My sins and failings are many and how terrible and often I have deliberately turned on you in viciousness. How often I seek to develop myself and yet only when I have felt pressures from lack of understanding and love through brothers and sisters. Only when I think I have been drained do I find solace with you O Spirit of God. Then strength again comes to me through you.
Perhaps on Good Friday of this year, when I preached so eloquently of the Cross, you spoke, because I believe so firmly that all sin, all victory is here. The meaning of Eucharist, conjugation, of life giving meaning begins here, the cross. Pierce my heart O Lord Jesus, that with your cross, your Spirit will pour forth from mine with living waters that are your graces, to wash clean my impurities and those of others that I may become obscure and you will be loved, more adored, more worshiped, more known, more sought after.
When I speak Lord, it is I know the voice of your Spirit. How often I have tried to write, or even mentally prepare sermons, topics, or homilies, how you have torn them down. How I know when your words come forth (total silence of a congregation, hardly a cough or baby’s whimper). You still the crowds when you not I speak. When the crowd gets restless you are finished and I step back.

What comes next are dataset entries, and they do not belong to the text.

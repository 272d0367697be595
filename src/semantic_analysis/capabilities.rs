//! Built-in capability classes and concurrency/async types. These are
//! installed into the universe scope exactly once per context, so user code
//! can name `ExecutionDomain`, `Spawned` or `Future` without declaring them.

use super::scope_context::{
    Entity, EntityKind, EntitySource, ScopeContext, TypeDeclEntry,
};
use crate::ast::*;
use crate::ident::{id_key, Ident};
use crate::span::Span;
use crate::types::Type;

/// Origins for builtin opaque nodes live far above anything the parser
/// assigns.
const BUILTIN_ORIGIN_BASE: u32 = 0xFFFF_0000;

fn builtin_ident(name: &str) -> Ident {
    Ident::builtin(name)
}

fn name_type(name: &str) -> TypeExpr {
    TypeExpr::new(TypeExprKind::Name(builtin_ident(name)), Span::builtin())
}

fn unit_type() -> TypeExpr {
    TypeExpr::new(TypeExprKind::Tuple(vec![]), Span::builtin())
}

fn type_param(name: &str) -> TypeParam {
    TypeParam {
        name: builtin_ident(name),
        bounds: vec![],
        default: None,
        span: Span::builtin(),
    }
}

fn empty_state(name: &str) -> StateBlock {
    StateBlock {
        name: builtin_ident(name),
        members: vec![],
        span: Span::builtin(),
    }
}

fn builtin_modal(name: &str, params: Vec<TypeParam>, states: Vec<StateBlock>) -> ModalDecl {
    ModalDecl {
        attrs: vec![],
        vis: Visibility::Public,
        name: builtin_ident(name),
        type_parameters: params,
        implements: vec![],
        where_clause: vec![],
        states,
        span: Span::builtin(),
    }
}

fn builtin_class(name: &str, supers: Vec<ClassPath>) -> ClassDecl {
    ClassDecl {
        vis: Visibility::Public,
        name: builtin_ident(name),
        type_parameters: vec![],
        supers,
        items: vec![],
        span: Span::builtin(),
    }
}

fn async_alias(
    name: &str,
    params: Vec<&str>,
    args: Vec<TypeExpr>,
    origin: u32,
) -> TypeAliasDecl {
    TypeAliasDecl {
        vis: Visibility::Public,
        name: builtin_ident(name),
        type_parameters: params.into_iter().map(type_param).collect(),
        opaque: false,
        origin: NodeId(origin),
        ty: TypeExpr::new(
            TypeExprKind::Path {
                path: vec!["Async".to_string()],
                generic_args: args,
            },
            Span::builtin(),
        ),
        span: Span::builtin(),
    }
}

pub fn build_execution_domain_class_decl() -> ClassDecl {
    builtin_class("ExecutionDomain", vec![])
}

pub fn build_cpu_domain_class_decl() -> ClassDecl {
    builtin_class("CpuDomain", vec![vec!["ExecutionDomain".to_string()]])
}

pub fn build_gpu_domain_class_decl() -> ClassDecl {
    builtin_class("GpuDomain", vec![vec!["ExecutionDomain".to_string()]])
}

pub fn build_inline_domain_class_decl() -> ClassDecl {
    builtin_class("InlineDomain", vec![vec!["ExecutionDomain".to_string()]])
}

pub fn build_file_system_class_decl() -> ClassDecl {
    builtin_class("FileSystem", vec![])
}

pub fn build_heap_allocator_class_decl() -> ClassDecl {
    builtin_class("HeapAllocator", vec![])
}

pub fn build_reactor_class_decl() -> ClassDecl {
    builtin_class("Reactor", vec![])
}

pub fn build_spawned_modal_decl() -> ModalDecl {
    builtin_modal(
        "Spawned",
        vec![type_param("T")],
        vec![empty_state("Pending"), empty_state("Ready")],
    )
}

pub fn build_tracked_modal_decl() -> ModalDecl {
    builtin_modal(
        "Tracked",
        vec![type_param("T"), type_param("E")],
        vec![empty_state("Pending"), empty_state("Ready")],
    )
}

pub fn build_cancel_token_modal_decl() -> ModalDecl {
    builtin_modal(
        "CancelToken",
        vec![],
        vec![empty_state("Active"), empty_state("Cancelled")],
    )
}

pub fn build_region_modal_decl() -> ModalDecl {
    builtin_modal("Region", vec![], vec![empty_state("Active")])
}

pub fn build_async_modal_decl() -> ModalDecl {
    builtin_modal(
        "Async",
        vec![
            type_param("Out"),
            type_param("In"),
            type_param("Result"),
            type_param("E"),
        ],
        vec![
            empty_state("Suspended"),
            empty_state("Completed"),
            empty_state("Failed"),
        ],
    )
}

/// `Sequence<T> = Async<T, (), (), !>` and friends. The aliases expand during
/// type resolution, so the rest of the core only ever sees `Async`.
pub fn build_async_alias_decls() -> Vec<TypeAliasDecl> {
    vec![
        async_alias(
            "Sequence",
            vec!["T"],
            vec![name_type("T"), unit_type(), unit_type(), name_type("!")],
            BUILTIN_ORIGIN_BASE + 1,
        ),
        async_alias(
            "Future",
            vec!["T", "E"],
            vec![unit_type(), unit_type(), name_type("T"), name_type("E")],
            BUILTIN_ORIGIN_BASE + 2,
        ),
        async_alias(
            "Stream",
            vec!["T", "E"],
            vec![name_type("T"), unit_type(), unit_type(), name_type("E")],
            BUILTIN_ORIGIN_BASE + 3,
        ),
        async_alias(
            "Pipe",
            vec!["I", "O"],
            vec![name_type("O"), name_type("I"), unit_type(), name_type("!")],
            BUILTIN_ORIGIN_BASE + 4,
        ),
        async_alias(
            "Exchange",
            vec!["T"],
            vec![name_type("T"), name_type("T"), unit_type(), name_type("!")],
            BUILTIN_ORIGIN_BASE + 5,
        ),
    ]
}

/// Installs every builtin into the signature and the universe scope. Runs
/// exactly once, from `ScopeContext::new`.
pub fn install_universe(ctx: &mut ScopeContext) {
    let classes = vec![
        build_execution_domain_class_decl(),
        build_cpu_domain_class_decl(),
        build_gpu_domain_class_decl(),
        build_inline_domain_class_decl(),
        build_file_system_class_decl(),
        build_heap_allocator_class_decl(),
        build_reactor_class_decl(),
    ];
    for decl in classes {
        let key = vec![decl.name.key().clone()];
        ctx.universe_scope_mut().insert(
            decl.name.key().clone(),
            Entity {
                kind: EntityKind::Class,
                origin: None,
                source: EntitySource::Decl,
                span: Span::builtin(),
            },
        );
        ctx.sigma.classes.insert(key, decl);
    }

    let modals = vec![
        build_spawned_modal_decl(),
        build_tracked_modal_decl(),
        build_cancel_token_modal_decl(),
        build_region_modal_decl(),
        build_async_modal_decl(),
    ];
    for decl in modals {
        let key = vec![decl.name.key().clone()];
        ctx.universe_scope_mut().insert(
            decl.name.key().clone(),
            Entity {
                kind: EntityKind::Type,
                origin: None,
                source: EntitySource::Decl,
                span: Span::builtin(),
            },
        );
        ctx.sigma.types.insert(key, TypeDeclEntry::Modal(decl));
    }

    for decl in build_async_alias_decls() {
        let key = vec![decl.name.key().clone()];
        ctx.universe_scope_mut().insert(
            decl.name.key().clone(),
            Entity {
                kind: EntityKind::Type,
                origin: None,
                source: EntitySource::Decl,
                span: Span::builtin(),
            },
        );
        ctx.sigma.types.insert(key, TypeDeclEntry::Alias(decl));
    }
}

// --- shape helpers over resolved types ---

fn is_builtin_path(path: &[String], name: &str) -> bool {
    path.len() == 1 && id_key(&path[0]) == id_key(name)
}

pub fn make_spawned_type(inner: Type) -> Type {
    Type::Path {
        path: vec!["Spawned".to_string()],
        args: vec![inner],
    }
}

pub fn spawned_inner(ty: &Type) -> Option<&Type> {
    match ty {
        Type::Path { path, args } | Type::ModalState { path, args, .. }
            if is_builtin_path(path, "Spawned") && args.len() == 1 =>
        {
            Some(&args[0])
        }
        _ => None,
    }
}

pub fn tracked_args(ty: &Type) -> Option<(&Type, &Type)> {
    match ty {
        Type::Path { path, args } | Type::ModalState { path, args, .. }
            if is_builtin_path(path, "Tracked") && args.len() == 2 =>
        {
            Some((&args[0], &args[1]))
        }
        _ => None,
    }
}

pub fn region_active_type() -> Type {
    Type::ModalState {
        path: vec!["Region".to_string()],
        state: "Active".to_string(),
        args: vec![],
    }
}

/// The async signature `(out, in, result, err)` of an async-shaped type.
/// Aliases are already expanded by resolution, so only `Async` itself needs
/// recognizing.
#[derive(Debug, Clone, PartialEq, Eq)]
pub struct AsyncSig {
    pub out: Type,
    pub input: Type,
    pub result: Type,
    pub err: Type,
}

pub fn async_sig_of(ty: &Type) -> Option<AsyncSig> {
    match ty.strip_perm() {
        Type::Path { path, args } | Type::ModalState { path, args, .. }
            if is_builtin_path(path, "Async") && args.len() == 4 =>
        {
            Some(AsyncSig {
                out: args[0].clone(),
                input: args[1].clone(),
                result: args[2].clone(),
                err: args[3].clone(),
            })
        }
        _ => None,
    }
}

pub fn is_execution_domain_class_path(path: &[String]) -> bool {
    is_builtin_path(path, "ExecutionDomain")
        || is_builtin_path(path, "CpuDomain")
        || is_builtin_path(path, "GpuDomain")
        || is_builtin_path(path, "InlineDomain")
}

pub fn is_gpu_domain_class_path(path: &[String]) -> bool {
    is_builtin_path(path, "GpuDomain")
}

#[cfg(test)]
mod tests {
    use super::*;
    use crate::types::Primitive;

    #[test]
    fn async_sig_reads_the_four_components() {
        let ty = Type::Path {
            path: vec!["Async".to_string()],
            args: vec![
                Type::Prim(Primitive::I32),
                Type::unit(),
                Type::unit(),
                Type::never(),
            ],
        };
        let sig = async_sig_of(&ty).unwrap();
        assert_eq!(sig.out, Type::Prim(Primitive::I32));
        assert_eq!(sig.err, Type::never());
    }

    #[test]
    fn spawned_inner_extraction() {
        let ty = make_spawned_type(Type::bool());
        assert_eq!(spawned_inner(&ty), Some(&Type::bool()));
        assert_eq!(spawned_inner(&Type::bool()), None);
    }
}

Perhaps Lord I am learning to be still in my heart when you speak to me many times during the night and day. I am finding that upon your cross I must spiritually hang so in silence and humility I will close my mouth and listen to you. Then as you send me to speak I will open my mouth from the cross and the plea of many will be heard in love, challenges, in hope.
Even now Lord, I am being spent, but I welcome this Lord so that some thoughts will remain to remind me and many of your workings through us. As this retreat began, as it will end, I grew closer to you. I am your deacon; nail me to the cross, but give me patience to endure. Make me an example of suffering the whims and insults of others so they may get to the business of ministering to everyone else through their talents.
Again I accept my ministry of which you so often speak of to me, is to patiently accept and suffer at the hands of others ``in silence” so they and others may know how to be effective and use their energies on other important matters. I love you, your cross is my passport. Use me!